I picked out this record for reviewing, because, as
usually, I had listened to it enough times to convince myself I has
something worthwhile to say about it, but also, and this is the actual
effective reason, because it has a lot of snow on the cover, and winter
seems to be stepping in any moment, with the rain outside and the
temperature falling. Is that reason enough to chose a record? Piece of
advice, any reason to chose to listen to (or not listen to) a record is good
enough. Act by your whims, act freely, act at random, let the figures and
routines evolve by themselves, it is hard enough to break out the everyday
rut anyway. You might be in for a surprise, like me when I looked more
closely on the cover and realised it depicts four photographys of pool
house, probably somewhere in the south – Asia or California, somewhere,
where palm trees grow (and rent is low) – covered in a good twenty to
thirty centimeters of snow and still falling. What a sight! What an
experience. Please notice that there is still wonderfully blue water in the
pool. A double surprise.
Back to Jørgen Knudsen, whom I know nothing about,
except that he presents an enormous wealth (no pun intended) of different
tracks on this album: avantgarde, chaotic noise, field recordings,
sampledelica, rhythmical electronica, even some glitches found their way
onto this record. It is a fascinating piece of music, broken into 16 smaller
parts, where weird noises and structures happen to sit next to droning
frequencies and then next to slowly prodding instrumental pieces. Sometimes
it is no music at all, but noises being interwoven, sometimes with piano
licks directly from Webern set smack dab into power electronic noise, only
to listen to the sound of a car starting the next minute or to an Asian
woman announcing something or other the next moment.Chaotic and startling?
Yes, but also fascinating and mesmerizing, for instance when a round of
applause slowly turns into a percussive element, sounds like raindrops
falling outside, is underlied with a droning mix of high and low
frequencies, and then cut off, leaving only the headache inducing drone with
nothing else to be covered with, only to be cut off for the same applause a
minute and a half later.
Why the track described in the sentence above is called “Honda Civic”
is anybodies guess. I don’t think it will ever be used for a commercial.
Maybe it was honed from a Honda Civic commercial, or from a Honda Civic.
“Wealth” leaves the listener with a lot of questions and no answers.
Questions like: what do those subtle drums and wavering bass lines on
“Such a long journey indicate”? Is Jørgen Knudsen related to Bunny
Lebowski? Is field recording the ultimate non-musical statement, that
oruborbus-like creeps in at the other side as the ultimate musical
statement? Or is that voice as such? Or is it an actual voice announcing
that the sound is being recorded and then processed into the track?

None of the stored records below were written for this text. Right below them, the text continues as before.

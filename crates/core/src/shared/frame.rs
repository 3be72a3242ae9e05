use ndarray::{s, ArrayView3};

use crate::shared::bounding_box::RegionOfInterest;

/// A single camera frame: contiguous RGB bytes in row-major order.
///
/// Format conversion happens at I/O boundaries only; the tracking layer
/// treats pixel data as opaque.
#[derive(Clone, Debug)]
pub struct Frame {
    data: Vec<u8>,
    width: u32,
    height: u32,
    channels: u8,
    index: usize,
}

impl Frame {
    pub fn new(data: Vec<u8>, width: u32, height: u32, channels: u8, index: usize) -> Self {
        debug_assert_eq!(
            data.len(),
            (width as usize) * (height as usize) * (channels as usize),
            "data length must equal width * height * channels"
        );
        Self {
            data,
            width,
            height,
            channels,
            index,
        }
    }

    pub fn data(&self) -> &[u8] {
        &self.data
    }

    pub fn width(&self) -> u32 {
        self.width
    }

    pub fn height(&self) -> u32 {
        self.height
    }

    pub fn channels(&self) -> u8 {
        self.channels
    }

    pub fn index(&self) -> usize {
        self.index
    }

    pub fn as_ndarray(&self) -> ArrayView3<'_, u8> {
        ArrayView3::from_shape(self.shape(), &self.data)
            .expect("Frame data length must match dimensions")
    }

    /// Copies the pixels under `roi` into a new packed frame.
    ///
    /// The ROI is intersected with the frame first, so an out-of-range ROI
    /// yields a smaller (possibly empty) frame rather than a panic.
    pub fn crop(&self, roi: &RegionOfInterest) -> Frame {
        let x0 = (roi.x.max(0) as u32).min(self.width) as usize;
        let y0 = (roi.y.max(0) as u32).min(self.height) as usize;
        let x1 = (x0 + roi.width.max(0) as usize).min(self.width as usize);
        let y1 = (y0 + roi.height.max(0) as usize).min(self.height as usize);

        let view = self.as_ndarray();
        let region = view.slice(s![y0..y1, x0..x1, ..]);
        let data: Vec<u8> = region.iter().copied().collect();

        Frame::new(
            data,
            (x1 - x0) as u32,
            (y1 - y0) as u32,
            self.channels,
            self.index,
        )
    }

    fn shape(&self) -> (usize, usize, usize) {
        (
            self.height as usize,
            self.width as usize,
            self.channels as usize,
        )
    }
}

#[cfg(test)]
mod tests {
    use super::*;

    fn gradient_frame(w: u32, h: u32) -> Frame {
        // Pixel (row, col) = [row, col, 0]
        let mut data = Vec::with_capacity((w * h * 3) as usize);
        for row in 0..h {
            for col in 0..w {
                data.extend_from_slice(&[row as u8, col as u8, 0]);
            }
        }
        Frame::new(data, w, h, 3, 7)
    }

    #[test]
    fn test_construction_and_accessors() {
        let data = vec![0u8; 12]; // 2x2x3
        let frame = Frame::new(data.clone(), 2, 2, 3, 5);
        assert_eq!(frame.width(), 2);
        assert_eq!(frame.height(), 2);
        assert_eq!(frame.channels(), 3);
        assert_eq!(frame.index(), 5);
        assert_eq!(frame.data(), &data[..]);
    }

    #[test]
    #[should_panic(expected = "data length must equal width * height * channels")]
    fn test_mismatched_data_length_panics_in_debug() {
        Frame::new(vec![0u8; 10], 2, 2, 3, 0);
    }

    #[test]
    fn test_as_ndarray_shape() {
        let frame = Frame::new(vec![0u8; 24], 4, 2, 3, 0);
        assert_eq!(frame.as_ndarray().shape(), &[2, 4, 3]);
    }

    #[test]
    fn test_crop_copies_roi_pixels() {
        let frame = gradient_frame(10, 8);
        let roi = RegionOfInterest {
            x: 3,
            y: 2,
            width: 4,
            height: 5,
        };
        let cropped = frame.crop(&roi);

        assert_eq!(cropped.width(), 4);
        assert_eq!(cropped.height(), 5);
        assert_eq!(cropped.index(), 7);
        let arr = cropped.as_ndarray();
        assert_eq!(arr[[0, 0, 0]], 2); // row 2
        assert_eq!(arr[[0, 0, 1]], 3); // col 3
        assert_eq!(arr[[4, 3, 0]], 6);
        assert_eq!(arr[[4, 3, 1]], 6);
    }

    #[test]
    fn test_crop_clips_to_frame() {
        let frame = gradient_frame(10, 8);
        let roi = RegionOfInterest {
            x: 8,
            y: 6,
            width: 10,
            height: 10,
        };
        let cropped = frame.crop(&roi);
        assert_eq!(cropped.width(), 2);
        assert_eq!(cropped.height(), 2);
        assert_eq!(cropped.data().len(), 2 * 2 * 3);
    }

    #[test]
    fn test_crop_empty_roi_gives_empty_frame() {
        let frame = gradient_frame(10, 8);
        let roi = RegionOfInterest {
            x: 4,
            y: 4,
            width: 0,
            height: 3,
        };
        let cropped = frame.crop(&roi);
        assert_eq!(cropped.width(), 0);
        assert!(cropped.data().is_empty());
    }
}
use std::collections::HashMap;
use std::time::Instant;

/// What happened in one loop cycle.
#[derive(Clone, Debug, Default, PartialEq)]
pub struct CycleReport {
    pub frame_number: u64,
    pub scheduled: bool,
    pub state: &'static str,
    pub detections: usize,
    pub detector_calls: u8,
    pub detector_faults: u8,
    pub fell_back: bool,
    pub lost: bool,
    pub bearing: Option<f64>,
    pub commanded: bool,
    pub actuator_ok: Option<bool>,
}

/// Observer for the tracking session.
///
/// Keeps the loop free of any particular output mechanism: the CLI logs to
/// stdout, tests discard everything.
pub trait SessionLogger: Send {
    fn cycle(&mut self, report: &CycleReport);

    /// Record how long a named stage took for one frame.
    fn timing(&mut self, stage: &str, duration_ms: f64);

    fn info(&mut self, message: &str);

    /// Emit an end-of-session summary. Default: no-op.
    fn summary(&self) {}
}

pub struct NullSessionLogger;

impl SessionLogger for NullSessionLogger {
    fn cycle(&mut self, _report: &CycleReport) {}
    fn timing(&mut self, _stage: &str, _duration_ms: f64) {}
    fn info(&mut self, _message: &str) {}
}

/// Running totals across a session.
#[derive(Clone, Copy, Debug, Default, PartialEq, Eq)]
pub struct SessionCounters {
    pub frames: u64,
    pub detection_cycles: u64,
    pub detector_faults: u64,
    pub fallbacks: u64,
    pub losses: u64,
    pub commands: u64,
    pub command_failures: u64,
}

/// CLI logger: throttled per-frame status, counters, and stage timing.
pub struct StdoutSessionLogger {
    throttle_frames: u64,
    counters: SessionCounters,
    timings: HashMap<String, Vec<f64>>,
    start_time: Instant,
    last_state: &'static str,
}

impl StdoutSessionLogger {
    pub fn new(throttle_frames: u64) -> Self {
        Self {
            throttle_frames: throttle_frames.max(1),
            counters: SessionCounters::default(),
            timings: HashMap::new(),
            start_time: Instant::now(),
            last_state: "",
        }
    }

    #[cfg(test)]
    pub(crate) fn counters(&self) -> SessionCounters {
        self.counters
    }

    #[cfg(test)]
    pub(crate) fn timings_for(&self, stage: &str) -> Option<&[f64]> {
        self.timings.get(stage).map(|v| v.as_slice())
    }

    /// Returns the formatted summary, or `None` before the first frame.
    pub fn summary_string(&self) -> Option<String> {
        let c = &self.counters;
        if c.frames == 0 {
            return None;
        }

        let elapsed_s = self.start_time.elapsed().as_secs_f64();
        let mut lines = vec![
            format!("Session summary ({} frames, {elapsed_s:.1}s):", c.frames),
            format!(
                "  detection cycles: {}  (faults {}, ROI fallbacks {}, lost {})",
                c.detection_cycles, c.detector_faults, c.fallbacks, c.losses
            ),
            format!(
                "  motor commands:   {}  (failed {})",
                c.commands, c.command_failures
            ),
        ];

        let mut stages: Vec<_> = self.timings.keys().collect();
        stages.sort();
        for stage in stages {
            let durations = &self.timings[stage];
            let total_ms: f64 = durations.iter().sum();
            let avg_ms = total_ms / durations.len().max(1) as f64;
            lines.push(format!(
                "  {stage:10}: avg {avg_ms:6.1}ms  total {total_ms:7.0}ms"
            ));
        }

        if elapsed_s > 0.0 {
            lines.push(format!(
                "  Throughput: {:.1} fps",
                c.frames as f64 / elapsed_s
            ));
        }
        Some(lines.join("\n"))
    }
}

impl Default for StdoutSessionLogger {
    fn default() -> Self {
        Self::new(30)
    }
}

impl SessionLogger for StdoutSessionLogger {
    fn cycle(&mut self, report: &CycleReport) {
        let c = &mut self.counters;
        c.frames += 1;
        if report.detector_calls > 0 {
            c.detection_cycles += 1;
        }
        c.detector_faults += report.detector_faults as u64;
        c.fallbacks += report.fell_back as u64;
        c.losses += report.lost as u64;
        if report.commanded {
            c.commands += 1;
            if report.actuator_ok == Some(false) {
                c.command_failures += 1;
            }
        }

        if report.state != self.last_state {
            log::debug!("Tracking state: {}", report.state);
            self.last_state = report.state;
        }
        if report.frame_number % self.throttle_frames == 0 {
            match report.bearing {
                Some(bearing) => log::info!(
                    "Frame {}: {} faces, {}, bearing {bearing:.2}°",
                    report.frame_number,
                    report.detections,
                    report.state
                ),
                None => log::info!(
                    "Frame {}: {} faces, {}",
                    report.frame_number,
                    report.detections,
                    report.state
                ),
            }
        }
    }

    fn timing(&mut self, stage: &str, duration_ms: f64) {
        self.timings
            .entry(stage.to_string())
            .or_default()
            .push(duration_ms);
    }

    fn info(&mut self, message: &str) {
        log::info!("{message}");
    }

    fn summary(&self) {
        if let Some(text) = self.summary_string() {
            log::info!("\n\n{text}");
        }
    }
}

But I learned that in times changing as
fast as ours, asking the right questions is probably as or even more
important than forming answers. My guess is, that Knudsen incorporates a lot
of his personal experiences into his music, from slow evenings with nothing
to do to the most intimate experiences, but in a way so cryptic and encoded
you can only feel it subconsciously. Noises contrasting each other,
permutating into song and back into noise, make for another answer. As Blixa
Bargeld said: “Art is the documentation of the dissolution of a
problem.” Here is another example, one where it is possible to get lost
in, like in a jungle that is right behind a tourist center at the beach, but
has poisonous insects living inside anyway.